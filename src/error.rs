use crate::models::RuleId;

/// Fatal to `load`; the pipeline never enters `Running` with an invalid
/// profile.
#[derive(Debug, Clone, PartialEq, Eq, thiserror::Error)]
pub enum ValidationError {
    #[error("duplicate rule id: {0}")]
    DuplicateRuleId(RuleId),

    #[error("condition cycle: {}", cycle.join(" -> "))]
    CyclicConditions { cycle: Vec<RuleId> },

    #[error("rule {rule}: invalid sample geometry: {reason}")]
    InvalidGeometry { rule: RuleId, reason: String },

    #[error("rule {rule}: press duration min exceeds max")]
    InvalidPressRange { rule: RuleId },

    #[error("profile cannot be loaded while the pipeline is running")]
    PipelineRunning,
}

/// Recoverable: a failed capture downgrades the affected rules to non-match
/// for that tick, the loop continues.
#[derive(Debug, thiserror::Error)]
pub enum CaptureError {
    #[error("frame capture failed: {0}")]
    Backend(String),

    #[error("capture returned {got_w}x{got_h} pixels for a {want_w}x{want_h} rect")]
    SizeMismatch {
        want_w: u32,
        want_h: u32,
        got_w: u32,
        got_h: u32,
    },
}

/// Recoverable: key injection failed. Logged, no retry within the tick; the
/// next eligible tick fires again naturally if the condition still holds.
#[derive(Debug, thiserror::Error)]
pub enum DispatchError {
    #[error("key injection failed for '{key}': {reason}")]
    Injection { key: String, reason: String },
}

**Work to be completed**. After reading the material above, state how many of its lines hold the word "reason". No other output is needed.

**Exercise response**. 4